I went outside with my orbit, and held it up, exposing this area of the pda to the sky, for a good 10 minutes. I have also tried several different programs including quickgps. None made any difference.
As you can see from the posting, the writer of Gridhiker has responded to my plea. I plan to investigate the new version of Gridhiker,this weekend, as he has tweaked it for Orbit's , it has a user manual (which will hopefully give me the correct settings) and is most suitable for my purposes.
Hi Linda- shame about the Orbit screen, but good that O2 replaced it!
The GPS in the Orbit (any GPS for that matter!) receives its signals direct from the orbiting satellites, just as any radio receiver does, so it doesn't matter about pointing the Orbit in any particular direction. Its just that satellite signals are very weak, and often can't pass through walls; even heavy tree cover can interfere, as can high buildings, which is why going outside with a clear sky view is useful for a 1st fix
Satellites send out 2 types of data- Emphemara and Almanac. The former is changing data like time of day, sunrise/sunset etc and the latter gives data about the satellite's identification codes, the ID of it's neighbours etc. When you first use a GPS, it has to download all that data; Once downloaded, and assuming your positon, or time of day hasn't changed radically since the GPS was last active, a lot of the data will still be valid, and won't need redownloading.
QuickGPS is not a GPS program in itself
It uses the phone side of things to send a request to HTC's servers. and downloads some positional data via the Internet, based on your phone's cell position. The results are variable- it can give a faster satellite lock, but it is only a matter of a few seconds to a minute or 2.

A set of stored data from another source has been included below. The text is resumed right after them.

//! Configuration for manifest discovery.

use serde::{Deserialize, Serialize};
use std::path::Path;

/// Which files under a root path are read as manifests.
#[derive(Debug, Clone, PartialEq, Eq, Serialize, Deserialize)]
#[serde(default)]
pub struct DiscoveryConfig {
    /// File extensions to read, without the dot (default: yaml, yml)
    pub extensions: Vec<String>,

    /// Follow symbolic links while walking directories
    pub follow_links: bool,

    /// Paths containing any of these substrings are skipped
    pub exclude_patterns: Vec<String>,
}

impl Default for DiscoveryConfig {
    fn default() -> Self {
        Self {
            extensions: vec!["yaml".to_string(), "yml".to_string()],
            follow_links: false,
            exclude_patterns: Vec::new(),
        }
    }
}

impl DiscoveryConfig {
    /// Create a new default config.
    pub fn new() -> Self {
        Self::default()
    }

    /// Replace the accepted extensions.
    pub fn with_extensions<I, S>(mut self, extensions: I) -> Self
    where
        I: IntoIterator<Item = S>,
        S: Into<String>,
    {
        self.extensions = extensions.into_iter().map(Into::into).collect();
        self
    }

    /// Follow symbolic links.
    pub fn with_follow_links(mut self, follow: bool) -> Self {
        self.follow_links = follow;
        self
    }

    /// Add a path pattern to exclude.
    pub fn exclude_pattern(mut self, pattern: impl Into<String>) -> Self {
        self.exclude_patterns.push(pattern.into());
        self
    }

    /// Check if a file has one of the accepted extensions.
    pub fn matches_extension(&self, path: &Path) -> bool {
        path.extension()
            .and_then(|e| e.to_str())
            .is_some_and(|ext| self.extensions.iter().any(|e| e.eq_ignore_ascii_case(ext)))
    }

    /// Check if a path should be ignored.
    pub fn should_ignore_path(&self, path: &Path) -> bool {
        let path_str = path.to_string_lossy();
        self.exclude_patterns
            .iter()
            .any(|pattern| path_str.contains(pattern.as_str()))
    }
}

You would be advised to use GPSInfo, a small app that HTC used to include. I'll attach it here- just copy the exe file to your Orbit, then run it by opening a file explorer, and tapping GPSInfo.exe. Set up the input for COM4 and 4800 Baud, and you should see a whole list of text scrolling in the 1st screen, as data is downloaded. The 2nd screen will give a graphic of how many satellites can be seen, and how many have a fix (outline bar= no fix; solid bar= fix). A 3D fix needs at least 3 solid bars. This process can take up to 20 minutes, so be patient!